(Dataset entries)
+++
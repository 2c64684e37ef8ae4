use super::{MutationReport, SceneChange};
use crate::{
    animation::{AnimationSequence, Sequencer},
    camera::{Camera, Projection, ViewPoint},
    data_structures::{
        instance::Instance,
        scene_graph::{Color, DEFAULT_LAYER, DetachedSubtree, Layer, ObjectId, Scene, SceneObject},
    },
    error::{EngineError, Result},
    resources::ResourceKey,
};

/// Reverts one edit.
enum Undo {
    Added(ObjectId),
    Removed(DetachedSubtree),
    Relinked {
        id: ObjectId,
        parent: Option<ObjectId>,
        index: usize,
    },
    Transform {
        id: ObjectId,
        local: Instance,
    },
    Color {
        id: ObjectId,
        color: Color,
    },
    Visible {
        id: ObjectId,
        visible: bool,
    },
    Layer {
        id: ObjectId,
        layer: String,
    },
    LayerAdded(String),
    LayerRemoved(Layer),
    LayerOrder {
        name: String,
        order: i32,
    },
    ResourceAttached {
        id: ObjectId,
        key: ResourceKey,
    },
    ResourceDetached {
        id: ObjectId,
        key: ResourceKey,
        index: usize,
    },
    Animation {
        id: ObjectId,
        previous: Option<Sequencer>,
    },
    Camera(Camera),
}

/// Edits a scene on behalf of one mutation.
///
/// Every operation validates its arguments before it touches the scene, so a
/// rejected operation changes nothing. Successful operations are journaled; if
/// the mutation fails afterwards the journal is replayed backwards.
pub struct SceneManipulator<'s> {
    scene: &'s mut Scene,
    journal: Vec<Undo>,
    changes: Vec<SceneChange>,
}

impl<'s> SceneManipulator<'s> {
    pub(crate) fn new(scene: &'s mut Scene) -> Self {
        Self {
            scene,
            journal: Vec::new(),
            changes: Vec::new(),
        }
    }

    /// Read access to the scene, including this mutation's edits so far.
    pub fn scene(&self) -> &Scene {
        &*self.scene
    }

    pub fn get(&self, id: ObjectId) -> Result<&SceneObject> {
        self.scene.get(id).ok_or(EngineError::UnknownObject(id))
    }

    /// Adds a root object.
    pub fn add(&mut self, object: SceneObject) -> Result<ObjectId> {
        self.insert(None, object)
    }

    pub fn add_child(&mut self, parent: ObjectId, object: SceneObject) -> Result<ObjectId> {
        self.get(parent)?;
        self.insert(Some(parent), object)
    }

    fn insert(&mut self, parent: Option<ObjectId>, mut object: SceneObject) -> Result<ObjectId> {
        let id = object.id();
        if self.scene.contains(id) {
            return Err(EngineError::invalid("object", format!("{} is already part of the scene", id)));
        }
        if self.scene.layer(object.layer()).is_none() {
            return Err(EngineError::UnknownLayer(object.layer().to_string()));
        }
        object.parent = parent;
        self.changes.push(SceneChange::ObjectAdded {
            id,
            parent,
            resources: object.resources().to_vec(),
        });
        self.scene.attach(object);
        self.journal.push(Undo::Added(id));
        Ok(id)
    }

    /// Removes an object together with all of its descendants.
    ///
    /// Returns the number of removed objects.
    pub fn remove(&mut self, id: ObjectId) -> Result<usize> {
        let detached = self
            .scene
            .detach_subtree(id)
            .ok_or(EngineError::UnknownObject(id))?;
        self.changes
            .extend(detached.objects.iter().map(|object| SceneChange::ObjectRemoved {
                id: object.id(),
                resources: object.resources().to_vec(),
            }));
        let removed = detached.objects.len();
        self.journal.push(Undo::Removed(detached));
        Ok(removed)
    }

    /// Moves `id` under `parent`, or makes it a root for `None`.
    pub fn reparent(&mut self, id: ObjectId, parent: Option<ObjectId>) -> Result<()> {
        let current = self.get(id)?.parent();
        if let Some(parent) = parent {
            self.get(parent)?;
            if parent == id || self.scene.is_ancestor(id, parent) {
                return Err(EngineError::HierarchyCycle { child: id, parent });
            }
        }
        if current == parent {
            return Ok(());
        }
        let (old_parent, index) = self
            .scene
            .relink(id, parent, None)
            .ok_or(EngineError::UnknownObject(id))?;
        self.journal.push(Undo::Relinked {
            id,
            parent: old_parent,
            index,
        });
        self.changes.push(SceneChange::Reparented { id, parent });
        Ok(())
    }

    pub fn set_transform(&mut self, id: ObjectId, local: Instance) -> Result<()> {
        self.update_transform(id, |current| *current = local)
    }

    pub fn update_transform(&mut self, id: ObjectId, update: impl FnOnce(&mut Instance)) -> Result<()> {
        let object = self.object_mut(id)?;
        let old = object.local_transform().clone();
        let mut local = old.clone();
        update(&mut local);
        object.set_local_transform(local);
        self.journal.push(Undo::Transform { id, local: old });
        self.changes.push(SceneChange::TransformChanged(id));
        Ok(())
    }

    pub fn set_color(&mut self, id: ObjectId, color: Color) -> Result<()> {
        let object = self.object_mut(id)?;
        let old = object.color();
        object.set_color(color);
        self.journal.push(Undo::Color { id, color: old });
        self.changes.push(SceneChange::ColorChanged(id));
        Ok(())
    }

    /// Hiding an object also hides its descendants from the next frame on.
    pub fn set_visible(&mut self, id: ObjectId, visible: bool) -> Result<()> {
        let object = self.object_mut(id)?;
        let old = object.is_visible();
        if old == visible {
            return Ok(());
        }
        object.set_visible(visible);
        self.journal.push(Undo::Visible { id, visible: old });
        self.changes.push(SceneChange::VisibilityChanged { id, visible });
        Ok(())
    }

    pub fn move_to_layer(&mut self, id: ObjectId, layer: &str) -> Result<()> {
        if self.scene.layer(layer).is_none() {
            return Err(EngineError::UnknownLayer(layer.to_string()));
        }
        if self.get(id)?.layer() == layer {
            return Ok(());
        }
        let old = self
            .scene
            .set_object_layer(id, layer)
            .ok_or(EngineError::UnknownObject(id))?;
        self.journal.push(Undo::Layer { id, layer: old });
        self.changes.push(SceneChange::LayerChanged {
            id,
            layer: layer.to_string(),
        });
        Ok(())
    }

    pub fn add_layer(&mut self, name: &str, order: i32) -> Result<()> {
        if name.is_empty() {
            return Err(EngineError::invalid("name", "layer names must not be empty"));
        }
        if self.scene.layer(name).is_some() {
            return Err(EngineError::DuplicateLayer(name.to_string()));
        }
        self.scene.insert_layer(name.to_string(), order);
        self.journal.push(Undo::LayerAdded(name.to_string()));
        self.changes.push(SceneChange::LayerAdded {
            name: name.to_string(),
            order,
        });
        Ok(())
    }

    /// Removes an empty layer. The default layer cannot be removed.
    pub fn remove_layer(&mut self, name: &str) -> Result<()> {
        if name == DEFAULT_LAYER {
            return Err(EngineError::invalid("name", "the default layer cannot be removed"));
        }
        let members = self
            .scene
            .layer(name)
            .ok_or_else(|| EngineError::UnknownLayer(name.to_string()))?
            .len();
        if members > 0 {
            return Err(EngineError::LayerNotEmpty {
                name: name.to_string(),
                members,
            });
        }
        let layer = self
            .scene
            .take_layer(name)
            .ok_or_else(|| EngineError::UnknownLayer(name.to_string()))?;
        self.journal.push(Undo::LayerRemoved(layer));
        self.changes.push(SceneChange::LayerRemoved(name.to_string()));
        Ok(())
    }

    pub fn reorder_layer(&mut self, name: &str, order: i32) -> Result<()> {
        let old = self
            .scene
            .set_layer_order(name, order)
            .ok_or_else(|| EngineError::UnknownLayer(name.to_string()))?;
        self.journal.push(Undo::LayerOrder {
            name: name.to_string(),
            order: old,
        });
        self.changes.push(SceneChange::LayerReordered {
            name: name.to_string(),
            order,
        });
        Ok(())
    }

    /// Returns `false` if the object already referenced `key`.
    pub fn attach_resource(&mut self, id: ObjectId, key: ResourceKey) -> Result<bool> {
        let object = self.object_mut(id)?;
        if object.resources.contains(&key) {
            return Ok(false);
        }
        object.resources.push(key.clone());
        self.journal.push(Undo::ResourceAttached {
            id,
            key: key.clone(),
        });
        self.changes.push(SceneChange::ResourceAttached { id, key });
        Ok(true)
    }

    /// Returns `false` if the object did not reference `key`.
    pub fn detach_resource(&mut self, id: ObjectId, key: &ResourceKey) -> Result<bool> {
        let object = self.object_mut(id)?;
        let Some(index) = object.resources.iter().position(|attached| attached == key) else {
            return Ok(false);
        };
        object.resources.remove(index);
        self.journal.push(Undo::ResourceDetached {
            id,
            key: key.clone(),
            index,
        });
        self.changes.push(SceneChange::ResourceDetached {
            id,
            key: key.clone(),
        });
        Ok(true)
    }

    /// Starts `sequence` on the object, replacing a running animation.
    ///
    /// The sequence begins on the first frame after the mutation.
    pub fn start_animation(&mut self, id: ObjectId, sequence: AnimationSequence) -> Result<()> {
        self.get(id)?;
        let previous = self.scene.replace_animation(id, Some(Sequencer::new(sequence)));
        self.journal.push(Undo::Animation { id, previous });
        self.changes.push(SceneChange::AnimationStarted(id));
        Ok(())
    }

    /// Returns `false` if the object had no animation.
    pub fn stop_animation(&mut self, id: ObjectId) -> Result<bool> {
        self.get(id)?;
        match self.scene.replace_animation(id, None) {
            Some(previous) => {
                self.journal.push(Undo::Animation {
                    id,
                    previous: Some(previous),
                });
                self.changes.push(SceneChange::AnimationStopped(id));
                Ok(true)
            }
            None => Ok(false),
        }
    }

    pub fn set_camera(&mut self, camera: Camera) {
        let old = std::mem::replace(self.scene.camera_mut(), camera);
        self.journal.push(Undo::Camera(old));
        self.changes.push(SceneChange::CameraChanged);
    }

    pub fn set_view_point(&mut self, view: ViewPoint) {
        let mut camera = self.scene.camera().clone();
        camera.set_view_point(view);
        self.set_camera(camera);
    }

    pub fn set_projection(&mut self, projection: Projection) -> Result<()> {
        let mut camera = self.scene.camera().clone();
        camera.set_projection(projection)?;
        self.set_camera(camera);
        Ok(())
    }

    /// Points the camera at the visible scene so all of it fits the view.
    ///
    /// Uses the world transforms of the last frame.
    pub fn zoom_to_fit(&mut self) -> Result<()> {
        let bounds = self.scene.bounds()?;
        let mut camera = self.scene.camera().clone();
        camera.frame_bounds(&bounds);
        self.set_camera(camera);
        Ok(())
    }

    pub(crate) fn commit(self) -> MutationReport {
        MutationReport::new(self.changes)
    }

    pub(crate) fn rollback(self) {
        let SceneManipulator { scene, journal, .. } = self;
        for undo in journal.into_iter().rev() {
            revert(scene, undo);
        }
    }

    fn object_mut(&mut self, id: ObjectId) -> Result<&mut SceneObject> {
        self.scene.object_mut(id).ok_or(EngineError::UnknownObject(id))
    }
}

fn revert(scene: &mut Scene, undo: Undo) {
    match undo {
        Undo::Added(id) => {
            scene.detach_subtree(id);
        }
        Undo::Removed(detached) => scene.reattach_subtree(detached),
        Undo::Relinked { id, parent, index } => {
            scene.relink(id, parent, Some(index));
        }
        Undo::Transform { id, local } => {
            if let Some(object) = scene.object_mut(id) {
                object.set_local_transform(local);
            }
        }
        Undo::Color { id, color } => {
            if let Some(object) = scene.object_mut(id) {
                object.set_color(color);
            }
        }
        Undo::Visible { id, visible } => {
            if let Some(object) = scene.object_mut(id) {
                object.set_visible(visible);
            }
        }
        Undo::Layer { id, layer } => {
            scene.set_object_layer(id, &layer);
        }
        Undo::LayerAdded(name) => {
            scene.take_layer(&name);
        }
        Undo::LayerRemoved(layer) => scene.restore_layer(layer),
        Undo::LayerOrder { name, order } => {
            scene.set_layer_order(&name, order);
        }
        Undo::ResourceAttached { id, key } => {
            if let Some(object) = scene.object_mut(id) {
                object.resources.retain(|attached| *attached != key);
            }
        }
        Undo::ResourceDetached { id, key, index } => {
            if let Some(object) = scene.object_mut(id) {
                let index = index.min(object.resources.len());
                object.resources.insert(index, key);
            }
        }
        Undo::Animation { id, previous } => {
            scene.replace_animation(id, previous);
        }
        Undo::Camera(camera) => *scene.camera_mut() = camera,
    }
}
+++
Problem to solve. All lines in the data above from the one with "if old == visible" through the one with "if name == DEFAULT_LAYER" must be repeated exactly, and no others.

Reply.
        if old == visible {
            return Ok(());
        }
        object.set_visible(visible);
        self.journal.push(Undo::Visible { id, visible: old });
        self.changes.push(SceneChange::VisibilityChanged { id, visible });
        Ok(())
    }

    pub fn move_to_layer(&mut self, id: ObjectId, layer: &str) -> Result<()> {
        if self.scene.layer(layer).is_none() {
            return Err(EngineError::UnknownLayer(layer.to_string()));
        }
        if self.get(id)?.layer() == layer {
            return Ok(());
        }
        let old = self
            .scene
            .set_object_layer(id, layer)
            .ok_or(EngineError::UnknownObject(id))?;
        self.journal.push(Undo::Layer { id, layer: old });
        self.changes.push(SceneChange::LayerChanged {
            id,
            layer: layer.to_string(),
        });
        Ok(())
    }

    pub fn add_layer(&mut self, name: &str, order: i32) -> Result<()> {
        if name.is_empty() {
            return Err(EngineError::invalid("name", "layer names must not be empty"));
        }
        if self.scene.layer(name).is_some() {
            return Err(EngineError::DuplicateLayer(name.to_string()));
        }
        self.scene.insert_layer(name.to_string(), order);
        self.journal.push(Undo::LayerAdded(name.to_string()));
        self.changes.push(SceneChange::LayerAdded {
            name: name.to_string(),
            order,
        });
        Ok(())
    }

    /// Removes an empty layer. The default layer cannot be removed.
    pub fn remove_layer(&mut self, name: &str) -> Result<()> {
        if name == DEFAULT_LAYER {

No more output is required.